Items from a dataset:
□ □ □ □ □ □ □
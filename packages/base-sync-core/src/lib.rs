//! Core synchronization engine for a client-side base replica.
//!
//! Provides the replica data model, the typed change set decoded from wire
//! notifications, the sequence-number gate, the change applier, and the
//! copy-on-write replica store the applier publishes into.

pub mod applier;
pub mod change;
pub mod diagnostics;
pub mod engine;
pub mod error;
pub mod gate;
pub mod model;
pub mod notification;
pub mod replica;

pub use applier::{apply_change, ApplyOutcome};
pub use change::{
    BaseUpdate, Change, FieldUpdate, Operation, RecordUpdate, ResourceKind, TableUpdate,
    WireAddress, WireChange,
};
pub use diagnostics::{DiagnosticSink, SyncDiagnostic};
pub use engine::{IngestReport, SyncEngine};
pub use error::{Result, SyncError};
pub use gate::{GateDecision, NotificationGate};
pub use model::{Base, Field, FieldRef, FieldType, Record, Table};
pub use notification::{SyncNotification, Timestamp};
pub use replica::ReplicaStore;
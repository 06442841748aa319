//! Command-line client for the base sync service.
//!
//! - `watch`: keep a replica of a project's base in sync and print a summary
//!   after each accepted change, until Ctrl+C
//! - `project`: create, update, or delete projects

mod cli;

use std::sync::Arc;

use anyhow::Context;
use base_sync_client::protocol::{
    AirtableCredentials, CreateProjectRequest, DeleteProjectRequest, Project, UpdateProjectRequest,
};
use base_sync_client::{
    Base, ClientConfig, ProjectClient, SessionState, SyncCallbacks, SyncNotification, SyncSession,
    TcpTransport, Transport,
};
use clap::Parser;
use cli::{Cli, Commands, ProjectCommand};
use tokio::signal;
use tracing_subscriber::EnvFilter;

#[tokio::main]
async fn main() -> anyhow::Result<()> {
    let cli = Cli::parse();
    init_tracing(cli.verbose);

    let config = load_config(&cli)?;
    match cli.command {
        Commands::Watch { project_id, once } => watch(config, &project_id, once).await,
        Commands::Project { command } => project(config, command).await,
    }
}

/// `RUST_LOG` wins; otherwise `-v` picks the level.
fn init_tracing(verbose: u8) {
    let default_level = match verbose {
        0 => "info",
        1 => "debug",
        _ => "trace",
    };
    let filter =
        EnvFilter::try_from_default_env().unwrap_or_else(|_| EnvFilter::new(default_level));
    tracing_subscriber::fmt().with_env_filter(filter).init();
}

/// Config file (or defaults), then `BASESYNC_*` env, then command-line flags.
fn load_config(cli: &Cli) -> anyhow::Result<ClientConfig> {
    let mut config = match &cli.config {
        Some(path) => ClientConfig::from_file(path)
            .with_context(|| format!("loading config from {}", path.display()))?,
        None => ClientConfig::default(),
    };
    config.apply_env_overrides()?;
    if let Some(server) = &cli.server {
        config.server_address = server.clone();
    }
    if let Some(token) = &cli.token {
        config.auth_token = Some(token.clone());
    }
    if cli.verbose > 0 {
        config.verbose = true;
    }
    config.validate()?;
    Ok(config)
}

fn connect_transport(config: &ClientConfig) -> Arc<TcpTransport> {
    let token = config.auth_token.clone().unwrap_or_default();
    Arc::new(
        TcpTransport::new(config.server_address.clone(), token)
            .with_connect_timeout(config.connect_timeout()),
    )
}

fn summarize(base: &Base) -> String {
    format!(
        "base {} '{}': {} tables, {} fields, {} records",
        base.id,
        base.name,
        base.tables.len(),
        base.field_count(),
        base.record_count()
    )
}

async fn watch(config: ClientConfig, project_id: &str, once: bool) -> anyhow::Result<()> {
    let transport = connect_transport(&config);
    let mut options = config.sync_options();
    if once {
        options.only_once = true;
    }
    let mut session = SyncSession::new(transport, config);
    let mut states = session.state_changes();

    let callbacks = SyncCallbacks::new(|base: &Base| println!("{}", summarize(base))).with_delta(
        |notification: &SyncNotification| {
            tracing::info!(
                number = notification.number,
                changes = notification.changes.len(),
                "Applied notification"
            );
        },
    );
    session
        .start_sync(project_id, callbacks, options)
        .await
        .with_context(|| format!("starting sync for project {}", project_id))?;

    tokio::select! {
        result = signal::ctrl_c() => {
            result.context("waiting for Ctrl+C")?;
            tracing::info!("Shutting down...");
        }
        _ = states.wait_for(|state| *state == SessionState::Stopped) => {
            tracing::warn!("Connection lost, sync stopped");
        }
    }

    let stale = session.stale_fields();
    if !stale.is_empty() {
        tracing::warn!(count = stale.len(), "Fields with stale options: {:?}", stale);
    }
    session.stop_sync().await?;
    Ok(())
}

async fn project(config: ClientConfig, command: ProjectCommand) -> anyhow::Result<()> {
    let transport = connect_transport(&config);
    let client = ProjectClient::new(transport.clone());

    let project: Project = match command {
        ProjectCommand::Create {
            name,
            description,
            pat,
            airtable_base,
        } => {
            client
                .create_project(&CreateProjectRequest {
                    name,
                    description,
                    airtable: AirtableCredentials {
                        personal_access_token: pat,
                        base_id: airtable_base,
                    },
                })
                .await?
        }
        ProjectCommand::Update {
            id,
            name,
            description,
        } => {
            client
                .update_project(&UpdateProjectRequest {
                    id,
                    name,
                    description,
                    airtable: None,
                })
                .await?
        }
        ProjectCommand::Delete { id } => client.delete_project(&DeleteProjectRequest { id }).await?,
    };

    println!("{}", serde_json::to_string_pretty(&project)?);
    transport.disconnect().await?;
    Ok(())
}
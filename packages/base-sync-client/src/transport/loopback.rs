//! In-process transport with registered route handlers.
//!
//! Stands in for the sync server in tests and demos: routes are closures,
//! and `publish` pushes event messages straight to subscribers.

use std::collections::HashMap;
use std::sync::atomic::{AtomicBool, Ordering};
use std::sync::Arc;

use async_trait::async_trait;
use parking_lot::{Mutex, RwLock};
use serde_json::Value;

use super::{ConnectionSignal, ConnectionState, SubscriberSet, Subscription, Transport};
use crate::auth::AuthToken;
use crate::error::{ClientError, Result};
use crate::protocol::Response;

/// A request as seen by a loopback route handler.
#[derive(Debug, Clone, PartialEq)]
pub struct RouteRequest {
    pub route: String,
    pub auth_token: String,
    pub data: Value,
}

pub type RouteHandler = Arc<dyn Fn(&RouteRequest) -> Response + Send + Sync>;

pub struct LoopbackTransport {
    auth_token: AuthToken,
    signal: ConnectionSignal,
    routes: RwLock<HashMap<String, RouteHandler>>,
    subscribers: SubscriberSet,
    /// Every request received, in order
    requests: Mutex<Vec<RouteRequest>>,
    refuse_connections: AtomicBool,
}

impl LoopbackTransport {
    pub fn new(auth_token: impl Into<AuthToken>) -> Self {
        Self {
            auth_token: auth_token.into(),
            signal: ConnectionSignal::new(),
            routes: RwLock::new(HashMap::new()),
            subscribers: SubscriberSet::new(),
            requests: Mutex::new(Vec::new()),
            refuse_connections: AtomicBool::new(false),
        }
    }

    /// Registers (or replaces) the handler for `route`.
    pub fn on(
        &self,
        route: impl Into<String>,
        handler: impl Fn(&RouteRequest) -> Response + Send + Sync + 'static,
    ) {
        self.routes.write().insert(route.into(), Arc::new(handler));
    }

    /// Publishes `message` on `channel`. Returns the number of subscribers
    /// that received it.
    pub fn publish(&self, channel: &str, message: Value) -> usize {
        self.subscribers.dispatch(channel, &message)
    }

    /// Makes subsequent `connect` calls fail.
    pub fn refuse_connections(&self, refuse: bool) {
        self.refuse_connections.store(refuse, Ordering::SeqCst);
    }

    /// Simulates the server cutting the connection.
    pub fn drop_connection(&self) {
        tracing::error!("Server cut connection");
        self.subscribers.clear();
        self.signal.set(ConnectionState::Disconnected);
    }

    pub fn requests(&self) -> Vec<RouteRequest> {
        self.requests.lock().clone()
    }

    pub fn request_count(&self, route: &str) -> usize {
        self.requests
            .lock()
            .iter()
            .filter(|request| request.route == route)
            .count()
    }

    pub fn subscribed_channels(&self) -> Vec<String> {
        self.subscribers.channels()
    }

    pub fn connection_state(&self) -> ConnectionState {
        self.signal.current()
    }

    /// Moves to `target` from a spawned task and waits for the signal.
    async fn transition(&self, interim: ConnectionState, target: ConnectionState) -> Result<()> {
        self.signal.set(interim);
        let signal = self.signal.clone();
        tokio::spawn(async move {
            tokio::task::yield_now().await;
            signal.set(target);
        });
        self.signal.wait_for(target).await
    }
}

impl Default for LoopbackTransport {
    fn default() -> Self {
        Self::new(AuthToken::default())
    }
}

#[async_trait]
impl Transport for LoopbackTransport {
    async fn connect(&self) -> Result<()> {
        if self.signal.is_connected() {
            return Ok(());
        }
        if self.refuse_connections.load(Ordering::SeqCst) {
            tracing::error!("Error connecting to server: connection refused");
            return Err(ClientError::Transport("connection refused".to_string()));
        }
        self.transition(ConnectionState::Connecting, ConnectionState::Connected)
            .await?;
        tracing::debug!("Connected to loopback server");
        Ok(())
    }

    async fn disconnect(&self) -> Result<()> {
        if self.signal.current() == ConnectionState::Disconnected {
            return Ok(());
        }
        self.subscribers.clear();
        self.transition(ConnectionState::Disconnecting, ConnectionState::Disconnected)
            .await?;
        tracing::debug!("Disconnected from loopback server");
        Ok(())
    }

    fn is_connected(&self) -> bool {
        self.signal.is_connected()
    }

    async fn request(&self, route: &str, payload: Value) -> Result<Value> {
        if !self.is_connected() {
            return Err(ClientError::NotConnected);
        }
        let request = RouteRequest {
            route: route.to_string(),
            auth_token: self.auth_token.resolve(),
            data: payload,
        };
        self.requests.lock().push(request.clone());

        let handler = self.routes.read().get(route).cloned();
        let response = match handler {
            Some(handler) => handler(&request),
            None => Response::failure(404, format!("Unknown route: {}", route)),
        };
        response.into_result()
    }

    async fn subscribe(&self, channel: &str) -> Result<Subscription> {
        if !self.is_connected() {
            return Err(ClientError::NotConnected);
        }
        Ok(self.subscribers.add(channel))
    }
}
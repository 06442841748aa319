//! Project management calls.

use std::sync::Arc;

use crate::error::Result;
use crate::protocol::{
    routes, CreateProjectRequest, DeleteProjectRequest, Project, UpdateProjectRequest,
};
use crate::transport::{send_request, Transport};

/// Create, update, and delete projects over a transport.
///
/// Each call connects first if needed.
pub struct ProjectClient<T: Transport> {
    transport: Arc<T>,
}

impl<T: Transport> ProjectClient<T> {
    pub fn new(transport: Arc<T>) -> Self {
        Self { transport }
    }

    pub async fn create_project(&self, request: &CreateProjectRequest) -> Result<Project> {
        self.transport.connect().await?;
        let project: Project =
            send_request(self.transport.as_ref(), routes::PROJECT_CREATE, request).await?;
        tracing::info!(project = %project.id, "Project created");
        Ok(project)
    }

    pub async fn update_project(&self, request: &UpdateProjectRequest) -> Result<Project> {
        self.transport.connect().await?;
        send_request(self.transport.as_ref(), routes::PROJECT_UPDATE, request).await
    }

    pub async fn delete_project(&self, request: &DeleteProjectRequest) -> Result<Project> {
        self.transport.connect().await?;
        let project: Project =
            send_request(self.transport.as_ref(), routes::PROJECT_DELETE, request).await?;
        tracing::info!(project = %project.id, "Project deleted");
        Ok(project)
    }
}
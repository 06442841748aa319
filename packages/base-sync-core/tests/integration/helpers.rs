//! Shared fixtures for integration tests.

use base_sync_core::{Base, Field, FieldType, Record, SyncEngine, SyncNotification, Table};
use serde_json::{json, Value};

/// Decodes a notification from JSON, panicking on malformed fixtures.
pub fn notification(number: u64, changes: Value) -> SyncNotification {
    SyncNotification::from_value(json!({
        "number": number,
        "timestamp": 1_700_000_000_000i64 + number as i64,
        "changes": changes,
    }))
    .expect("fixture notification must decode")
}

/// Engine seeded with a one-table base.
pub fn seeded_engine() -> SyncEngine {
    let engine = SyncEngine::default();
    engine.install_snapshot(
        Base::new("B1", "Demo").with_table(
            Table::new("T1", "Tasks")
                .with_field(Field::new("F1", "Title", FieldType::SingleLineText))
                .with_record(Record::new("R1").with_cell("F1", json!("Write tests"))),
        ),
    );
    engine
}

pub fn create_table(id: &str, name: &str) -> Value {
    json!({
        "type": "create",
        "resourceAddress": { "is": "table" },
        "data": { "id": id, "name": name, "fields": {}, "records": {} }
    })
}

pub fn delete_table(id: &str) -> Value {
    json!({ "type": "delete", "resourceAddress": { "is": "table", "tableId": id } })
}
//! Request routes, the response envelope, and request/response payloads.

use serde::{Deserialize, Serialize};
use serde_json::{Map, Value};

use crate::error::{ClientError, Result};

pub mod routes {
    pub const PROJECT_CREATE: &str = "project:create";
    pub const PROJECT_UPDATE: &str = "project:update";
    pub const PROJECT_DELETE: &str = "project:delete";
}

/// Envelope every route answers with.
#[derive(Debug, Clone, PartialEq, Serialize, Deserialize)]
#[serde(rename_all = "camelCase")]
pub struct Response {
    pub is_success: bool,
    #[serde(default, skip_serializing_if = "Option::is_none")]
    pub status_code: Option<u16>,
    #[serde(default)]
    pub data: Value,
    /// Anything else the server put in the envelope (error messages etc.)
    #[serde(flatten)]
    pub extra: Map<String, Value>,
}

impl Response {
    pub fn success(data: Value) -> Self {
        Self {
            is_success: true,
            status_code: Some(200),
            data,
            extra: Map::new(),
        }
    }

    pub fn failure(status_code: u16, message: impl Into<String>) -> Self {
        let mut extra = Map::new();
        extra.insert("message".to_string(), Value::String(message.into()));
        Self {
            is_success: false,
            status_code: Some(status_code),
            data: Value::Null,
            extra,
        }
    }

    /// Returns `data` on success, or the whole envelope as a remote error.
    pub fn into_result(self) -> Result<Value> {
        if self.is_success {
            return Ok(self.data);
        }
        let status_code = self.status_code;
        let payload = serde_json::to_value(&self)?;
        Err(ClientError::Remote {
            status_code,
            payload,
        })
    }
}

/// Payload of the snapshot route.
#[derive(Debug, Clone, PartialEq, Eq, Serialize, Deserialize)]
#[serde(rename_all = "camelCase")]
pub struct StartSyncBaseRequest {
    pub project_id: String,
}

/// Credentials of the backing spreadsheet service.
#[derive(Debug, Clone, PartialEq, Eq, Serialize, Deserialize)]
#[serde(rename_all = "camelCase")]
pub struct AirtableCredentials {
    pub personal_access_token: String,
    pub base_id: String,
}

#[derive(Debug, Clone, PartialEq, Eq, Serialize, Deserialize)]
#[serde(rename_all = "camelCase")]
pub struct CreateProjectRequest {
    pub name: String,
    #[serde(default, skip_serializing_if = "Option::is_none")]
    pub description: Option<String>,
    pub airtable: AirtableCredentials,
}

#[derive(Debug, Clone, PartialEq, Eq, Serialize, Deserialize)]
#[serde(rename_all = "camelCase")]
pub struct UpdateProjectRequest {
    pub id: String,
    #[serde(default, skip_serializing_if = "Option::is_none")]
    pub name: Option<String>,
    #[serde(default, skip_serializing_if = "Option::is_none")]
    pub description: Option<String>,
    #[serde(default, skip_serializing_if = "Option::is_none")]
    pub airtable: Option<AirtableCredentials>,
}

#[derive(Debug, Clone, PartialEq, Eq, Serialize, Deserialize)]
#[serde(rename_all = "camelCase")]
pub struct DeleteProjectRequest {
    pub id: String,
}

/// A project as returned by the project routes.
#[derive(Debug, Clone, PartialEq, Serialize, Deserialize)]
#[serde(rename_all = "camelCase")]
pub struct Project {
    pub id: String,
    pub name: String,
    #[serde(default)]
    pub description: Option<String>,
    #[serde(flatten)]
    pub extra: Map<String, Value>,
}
□ □ □ □ □ □ □
Count the lines in the entries where the string "Returns" appears, and report only the number.

2